Roger Mitchell

Emotionally Available School​

It's Time to Think About
Time Out and Thinking Time

Isn’t it strange how we can think we know our schools and then something happens that makes us realise that no amount of monitoring is ever enough to really be sure that what we think is happening is actually happening. And there is a whole spectrum of this to identify and put straight. This ranges from the trivial foolishness of those occasional mavericks that we find out we have employed (you know the ones… they seemed perfectly normal when we appointed them but less than a week after they start in post we find out that they were just hugely skilled at teaching one good observed lesson and keeping their eccentricity in check during the interview process) to the potentially seriously damaging cultures that can emerge if we take our eye off that particular spinning plate for even the briefest of moments.

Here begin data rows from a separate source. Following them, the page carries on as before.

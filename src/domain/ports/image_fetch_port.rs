//! Port definition for network image retrieval.

use async_trait::async_trait;
use bytes::Bytes;

use crate::domain::errors::CacheResult;

/// Port for downloading raw image bytes.
///
/// Each call is an independent network operation; caching is layered on top by the loader.
#[cfg_attr(test, mockall::automock)]
#[async_trait]
pub trait ImageFetchPort: Send + Sync {
    /// Downloads the bytes behind `url`.
    async fn fetch(&self, url: &str) -> CacheResult<Bytes>;
}
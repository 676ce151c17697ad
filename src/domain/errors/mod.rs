//! Domain error types.

mod cache_error;
mod cache_mode_error;

pub use cache_error::{CacheError, CacheResult};
pub use cache_mode_error::CacheModeError;
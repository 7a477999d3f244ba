//! Database primitives shared by the service crates: connection settings,
//! the pooled connection handle and page-number pagination.

mod pagination;

use std::time::Duration;

use sea_orm::{ConnectOptions, ConnectionTrait, Database, DatabaseConnection, DbErr, Statement};
use thiserror::Error;
use tracing::info;

pub use pagination::{MAX_PAGE_SIZE, PageError, PageRequest, Paged, fetch_page};

/// Shared pooled connection handle.
pub type DbPool = DatabaseConnection;

#[derive(Debug, Error)]
pub enum DbError {
    #[error("database url missing (set {0})")]
    MissingUrl(&'static str),
    #[error("invalid {key}: {value}")]
    InvalidSetting { key: &'static str, value: String },
    #[error(transparent)]
    Connect(#[from] DbErr),
}

pub type DbResult<T> = Result<T, DbError>;

const URL_KEY: &str = "DATABASE_URL";
const MAX_CONNECTIONS_KEY: &str = "DB_MAX_CONNECTIONS";
const SQL_LOGGING_KEY: &str = "DB_SQL_LOGGING";

#[derive(Clone, Debug)]
pub struct DatabaseSettings {
    pub url: String,
    pub max_connections: u32,
    pub sql_logging: bool,
}

fn default_max_connections() -> u32 {
    10
}

impl DatabaseSettings {
    pub fn new(url: impl Into<String>) -> Self {
        Self {
            url: url.into(),
            max_connections: default_max_connections(),
            sql_logging: false,
        }
    }

    /// Reads `DATABASE_URL`, `DB_MAX_CONNECTIONS` and `DB_SQL_LOGGING`.
    pub fn from_env() -> DbResult<Self> {
        let url = std::env::var(URL_KEY).map_err(|_| DbError::MissingUrl(URL_KEY))?;
        let max_connections = match std::env::var(MAX_CONNECTIONS_KEY) {
            Ok(raw) => raw
                .trim()
                .parse::<u32>()
                .ok()
                .filter(|value| *value > 0)
                .ok_or(DbError::InvalidSetting {
                    key: MAX_CONNECTIONS_KEY,
                    value: raw,
                })?,
            Err(_) => default_max_connections(),
        };
        let sql_logging = std::env::var(SQL_LOGGING_KEY)
            .ok()
            .map(|val| matches!(val.to_lowercase().as_str(), "1" | "true" | "yes"))
            .unwrap_or(false);
        Ok(Self {
            url,
            max_connections,
            sql_logging,
        })
    }
}

/// Opens the connection pool described by `settings`.
pub async fn connect(settings: &DatabaseSettings) -> DbResult<DbPool> {
    // Every in-memory SQLite connection is a separate database.
    let max_connections = if settings.url.contains(":memory:") {
        1
    } else {
        settings.max_connections
    };
    let mut options = ConnectOptions::new(settings.url.clone());
    options
        .max_connections(max_connections)
        .connect_timeout(Duration::from_secs(8))
        .sqlx_logging(settings.sql_logging);
    let pool = Database::connect(options).await?;
    info!(
        backend = ?pool.get_database_backend(),
        max_connections,
        "database pool ready"
    );
    Ok(pool)
}

/// Round-trips a trivial statement; used by the health check.
pub async fn ping(pool: &DbPool) -> bool {
    pool.execute(Statement::from_string(
        pool.get_database_backend(),
        "SELECT 1".to_string(),
    ))
    .await
    .is_ok()
}
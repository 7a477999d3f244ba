use std::{collections::BTreeMap, sync::Arc};

use axum::{
    Json,
    extract::rejection::{JsonRejection, PathRejection, QueryRejection},
    http::{HeaderValue, StatusCode, header},
    response::{IntoResponse, Response},
};
use serde::Serialize;
use thiserror::Error;

/// Field name to messages, serialized in a stable order.
pub type FieldErrors = BTreeMap<String, Vec<String>>;

/// Shared handler result type.
pub type ApiResult<T> = Result<T, ApiError>;

#[derive(Debug, Error, Clone)]
pub enum ApiError {
    #[error("{0}")]
    Unauthorized(String),
    #[error("{0}")]
    Forbidden(String),
    #[error("{0}")]
    NotFound(String),
    #[error("bad request: {0}")]
    BadRequest(String),
    #[error("validation failed")]
    Validation(FieldErrors),
    #[error("{0}")]
    Conflict(String),
    #[error("internal server error")]
    Internal(Arc<anyhow::Error>),
}

#[derive(Serialize)]
struct ErrorBody<'a> {
    code: &'static str,
    detail: String,
    #[serde(skip_serializing_if = "Option::is_none")]
    errors: Option<&'a FieldErrors>,
}

impl ApiError {
    pub fn code(&self) -> &'static str {
        match self {
            ApiError::Unauthorized(_) => "UNAUTHORIZED",
            ApiError::Forbidden(_) => "FORBIDDEN",
            ApiError::NotFound(_) => "NOT_FOUND",
            ApiError::BadRequest(_) => "BAD_REQUEST",
            ApiError::Validation(_) => "VALIDATION",
            ApiError::Conflict(_) => "CONFLICT",
            ApiError::Internal(_) => "INTERNAL",
        }
    }

    pub fn status(&self) -> StatusCode {
        match self {
            ApiError::Unauthorized(_) => StatusCode::UNAUTHORIZED,
            ApiError::Forbidden(_) => StatusCode::FORBIDDEN,
            ApiError::NotFound(_) => StatusCode::NOT_FOUND,
            ApiError::BadRequest(_) | ApiError::Validation(_) => StatusCode::BAD_REQUEST,
            ApiError::Conflict(_) => StatusCode::CONFLICT,
            ApiError::Internal(_) => StatusCode::INTERNAL_SERVER_ERROR,
        }
    }

    pub fn internal(err: anyhow::Error) -> Self {
        Self::Internal(Arc::new(err))
    }
}

impl From<anyhow::Error> for ApiError {
    fn from(value: anyhow::Error) -> Self {
        Self::internal(value)
    }
}

impl From<JsonRejection> for ApiError {
    fn from(value: JsonRejection) -> Self {
        Self::BadRequest(value.body_text())
    }
}

impl From<PathRejection> for ApiError {
    fn from(value: PathRejection) -> Self {
        Self::NotFound(value.body_text())
    }
}

impl From<QueryRejection> for ApiError {
    fn from(value: QueryRejection) -> Self {
        Self::BadRequest(value.body_text())
    }
}

impl IntoResponse for ApiError {
    fn into_response(self) -> Response {
        if let ApiError::Internal(err) = &self {
            tracing::error!(error = %err, "request failed");
        }
        let status = self.status();
        let errors = match &self {
            ApiError::Validation(errors) => Some(errors),
            _ => None,
        };
        let body = ErrorBody {
            code: self.code(),
            detail: self.to_string(),
            errors,
        };
        let mut response = (status, Json(body)).into_response();
        if status == StatusCode::UNAUTHORIZED {
            response
                .headers_mut()
                .insert(header::WWW_AUTHENTICATE, HeaderValue::from_static("Bearer"));
        }
        response
    }
}
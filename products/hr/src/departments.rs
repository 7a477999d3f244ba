use std::collections::HashMap;

use entity::{department, employee};
use rust_decimal::Decimal;
use sea_orm::sea_query::{Alias, Expr, Func, SimpleExpr};
use sea_orm::{
    ActiveModelTrait,
    ActiveValue::{Set, Unchanged},
    ColumnTrait, EntityTrait, FromQueryResult, PaginatorTrait, QueryFilter, QueryOrder,
    QuerySelect, TransactionTrait,
};
use serde::{Deserialize, Serialize};
use serde_json::Value;
use tracing::instrument;
use uuid::Uuid;

use crate::body::{FieldwiseBody, NOT_A_STRING, invalid_reference};
use crate::employees::EmployeeView;
use crate::error::{HrError, HrResult, Violations};
use crate::{HrModule, money, nullable};

const NAME_MAX_CHARS: usize = 100;

#[derive(Clone, Debug, Default, Deserialize)]
pub struct DepartmentInput {
    pub name: Option<String>,
    /// Employee id of the director; must reference an existing employee.
    pub director: Option<Uuid>,
}

#[derive(Clone, Debug, Default, Deserialize)]
pub struct DepartmentPatch {
    pub name: Option<String>,
    #[serde(default, deserialize_with = "nullable")]
    pub director: Option<Option<Uuid>>,
}

fn invalid_department_value(field: &str, value: &Value) -> String {
    match field {
        "director" => invalid_reference(value),
        _ => NOT_A_STRING.into(),
    }
}

impl FieldwiseBody for DepartmentInput {
    fn invalid_value(field: &str, value: &Value) -> String {
        invalid_department_value(field, value)
    }
}

impl FieldwiseBody for DepartmentPatch {
    fn invalid_value(field: &str, value: &Value) -> String {
        invalid_department_value(field, value)
    }
}

/// A department with its derived headcount and payroll.
#[derive(Clone, Debug, PartialEq, Serialize)]
pub struct DepartmentView {
    pub id: Uuid,
    pub name: String,
    pub num_employees: u64,
    pub total_salary: Decimal,
    pub director: Option<EmployeeView>,
    /// Members of the department other than its director.
    pub employees: Vec<EmployeeView>,
}

#[derive(Debug, FromQueryResult)]
struct DepartmentTotals {
    department_id: Uuid,
    num_employees: i64,
    total_salary_cents: i64,
}

#[derive(Debug)]
struct DepartmentFields {
    name: String,
    director_id: Option<Uuid>,
}

impl DepartmentInput {
    fn validate(self) -> HrResult<DepartmentFields> {
        let mut violations = Violations::default();
        let name = match self.name.map(|raw| raw.trim().to_owned()) {
            None => {
                violations.push("name", "This field is required.");
                String::new()
            }
            Some(name) if name.is_empty() => {
                violations.push("name", "This field may not be blank.");
                name
            }
            Some(name) => {
                if name.chars().count() > NAME_MAX_CHARS {
                    violations.push(
                        "name",
                        format!("Ensure this field has no more than {NAME_MAX_CHARS} characters."),
                    );
                }
                name
            }
        };
        violations.finish()?;
        Ok(DepartmentFields {
            name,
            director_id: self.director,
        })
    }
}

impl DepartmentPatch {
    fn merge(self, current: department::Model) -> DepartmentInput {
        DepartmentInput {
            name: Some(self.name.unwrap_or(current.name)),
            director: self.director.unwrap_or(current.director_id),
        }
    }
}

impl HrModule {
    /// All departments ordered by name, each with its aggregates.
    #[instrument(name = "hr.departments.list", skip(self))]
    pub async fn list_departments(&self) -> HrResult<Vec<DepartmentView>> {
        let departments = department::Entity::find()
            .order_by_asc(department::Column::Name)
            .order_by_asc(department::Column::Id)
            .all(&self.db)
            .await?;
        self.assemble(departments).await
    }

    #[instrument(name = "hr.departments.get", skip(self))]
    pub async fn get_department(&self, id: Uuid) -> HrResult<DepartmentView> {
        let department = self.find_department(id).await?;
        self.assemble_one(department).await
    }

    #[instrument(name = "hr.departments.create", skip_all)]
    pub async fn create_department(&self, input: DepartmentInput) -> HrResult<DepartmentView> {
        let fields = input.validate()?;
        self.check_director(fields.director_id, None).await?;
        let model = department::ActiveModel {
            id: Set(Uuid::new_v4()),
            name: Set(fields.name),
            director_id: Set(fields.director_id),
        }
        .insert(&self.db)
        .await?;
        tracing::info!(department_id = %model.id, "department created");
        self.assemble_one(model).await
    }

    #[instrument(name = "hr.departments.update", skip(self, input))]
    pub async fn update_department(
        &self,
        id: Uuid,
        input: DepartmentInput,
    ) -> HrResult<DepartmentView> {
        self.find_department(id).await?;
        self.save_department(id, input).await
    }

    #[instrument(name = "hr.departments.patch", skip(self, patch))]
    pub async fn patch_department(
        &self,
        id: Uuid,
        patch: DepartmentPatch,
    ) -> HrResult<DepartmentView> {
        let current = self.find_department(id).await?;
        self.save_department(id, patch.merge(current)).await
    }

    /// Removes the department; its employees stay on record, unassigned.
    #[instrument(name = "hr.departments.delete", skip(self))]
    pub async fn delete_department(&self, id: Uuid) -> HrResult<()> {
        let txn = self.db.begin().await?;
        if department::Entity::find_by_id(id).one(&txn).await?.is_none() {
            return Err(HrError::department_not_found(id));
        }
        let unassigned = employee::Entity::update_many()
            .col_expr(
                employee::Column::DepartmentId,
                Expr::value(Option::<Uuid>::None),
            )
            .filter(employee::Column::DepartmentId.eq(id))
            .exec(&txn)
            .await?
            .rows_affected;
        department::Entity::delete_by_id(id).exec(&txn).await?;
        txn.commit().await?;
        tracing::info!(department_id = %id, unassigned, "department deleted");
        Ok(())
    }

    async fn save_department(&self, id: Uuid, input: DepartmentInput) -> HrResult<DepartmentView> {
        let fields = input.validate()?;
        self.check_director(fields.director_id, Some(id)).await?;
        let model = department::ActiveModel {
            id: Unchanged(id),
            name: Set(fields.name),
            director_id: Set(fields.director_id),
        }
        .update(&self.db)
        .await?;
        tracing::info!(department_id = %id, "department updated");
        self.assemble_one(model).await
    }

    async fn find_department(&self, id: Uuid) -> HrResult<department::Model> {
        department::Entity::find_by_id(id)
            .one(&self.db)
            .await?
            .ok_or(HrError::department_not_found(id))
    }

    /// The director must exist and may direct only one department.
    async fn check_director(&self, director: Option<Uuid>, current: Option<Uuid>) -> HrResult<()> {
        let Some(director_id) = director else {
            return Ok(());
        };
        self.find_employee(director_id).await?;

        let mut query =
            department::Entity::find().filter(department::Column::DirectorId.eq(director_id));
        if let Some(id) = current {
            query = query.filter(department::Column::Id.ne(id));
        }
        if query.count(&self.db).await? > 0 {
            let mut violations = Violations::default();
            violations.push("director", "department with this director already exists.");
            return violations.finish();
        }
        Ok(())
    }

    async fn assemble_one(&self, department: department::Model) -> HrResult<DepartmentView> {
        let id = department.id;
        self.assemble(vec![department])
            .await?
            .pop()
            .ok_or(HrError::department_not_found(id))
    }

    /// Attaches aggregates, the director and the member list. Issues a fixed
    /// number of queries regardless of how many departments are passed.
    async fn assemble(&self, departments: Vec<department::Model>) -> HrResult<Vec<DepartmentView>> {
        if departments.is_empty() {
            return Ok(Vec::new());
        }
        let ids: Vec<Uuid> = departments.iter().map(|d| d.id).collect();
        let media_url = &self.settings.media_url;

        let totals = self.department_totals(&ids).await?;

        let mut members: HashMap<Uuid, Vec<employee::Model>> = HashMap::new();
        for model in employee::Entity::find()
            .filter(employee::Column::DepartmentId.is_in(ids.iter().copied()))
            .order_by_asc(employee::Column::Surname)
            .order_by_asc(employee::Column::Name)
            .order_by_asc(employee::Column::Id)
            .all(&self.db)
            .await?
        {
            if let Some(department_id) = model.department_id {
                members.entry(department_id).or_default().push(model);
            }
        }

        let director_ids: Vec<Uuid> = departments.iter().filter_map(|d| d.director_id).collect();
        let mut directors: HashMap<Uuid, EmployeeView> = HashMap::new();
        if !director_ids.is_empty() {
            for (model, home) in employee::Entity::find()
                .filter(employee::Column::Id.is_in(director_ids))
                .find_also_related(department::Entity)
                .all(&self.db)
                .await?
            {
                let view = EmployeeView::render(model, home.map(|d| d.name), media_url);
                directors.insert(view.id, view);
            }
        }

        Ok(departments
            .into_iter()
            .map(|department| {
                let (num_employees, total_cents) = totals
                    .get(&department.id)
                    .map(|t| (t.num_employees, t.total_salary_cents))
                    .unwrap_or_default();
                let employees = members
                    .remove(&department.id)
                    .unwrap_or_default()
                    .into_iter()
                    .filter(|member| Some(member.id) != department.director_id)
                    .map(|member| {
                        EmployeeView::render(member, Some(department.name.clone()), media_url)
                    })
                    .collect();
                let director = department
                    .director_id
                    .and_then(|id| directors.get(&id).cloned());
                DepartmentView {
                    id: department.id,
                    name: department.name,
                    num_employees: u64::try_from(num_employees).unwrap_or_default(),
                    total_salary: money::from_cents(total_cents),
                    director,
                    employees,
                }
            })
            .collect())
    }

    /// Headcount and salary sum per department in one grouped query.
    /// Departments without employees are absent from the map.
    async fn department_totals(&self, ids: &[Uuid]) -> HrResult<HashMap<Uuid, DepartmentTotals>> {
        let salary_sum = Func::cast_as(
            Func::coalesce([
                Expr::col((employee::Entity, employee::Column::SalaryCents)).sum(),
                Expr::val(0i64).into(),
            ]),
            Alias::new("BIGINT"),
        );
        let rows = employee::Entity::find()
            .select_only()
            .column(employee::Column::DepartmentId)
            .column_as(
                Expr::col((employee::Entity, employee::Column::Id)).count(),
                "num_employees",
            )
            .column_as(SimpleExpr::from(salary_sum), "total_salary_cents")
            .filter(employee::Column::DepartmentId.is_in(ids.iter().copied()))
            .group_by(employee::Column::DepartmentId)
            .into_model::<DepartmentTotals>()
            .all(&self.db)
            .await?;
        Ok(rows
            .into_iter()
            .map(|row| (row.department_id, row))
            .collect())
    }
}
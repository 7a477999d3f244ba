mod error;
mod page;

pub use error::{ApiError, ApiResult, FieldErrors};
pub use page::PageBody;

I have found that one of the biggest challenges at the more trivial (but still annoying) end of this spectrum is when a member of staff, or even a whole section of the school, start making claims of school policy that doesn’t exist. In my experience this happens most often when the latest playground fad sweeps across our pupil population.

This is not a new thing and these fads have been many and varied over the decades. So, depending on how old you are, I am sure you will remember

Pokemon Cards, Fidget Spinners, Yo-Yos, Tamagotchi, Pogs, Beyblades, Top Trumps, Clackers, Rubik’s Cubes, Cabage Patch Kids (and their parody trading card version Garbage Pail Kids), I could go on and I am sure you could add many more yourself.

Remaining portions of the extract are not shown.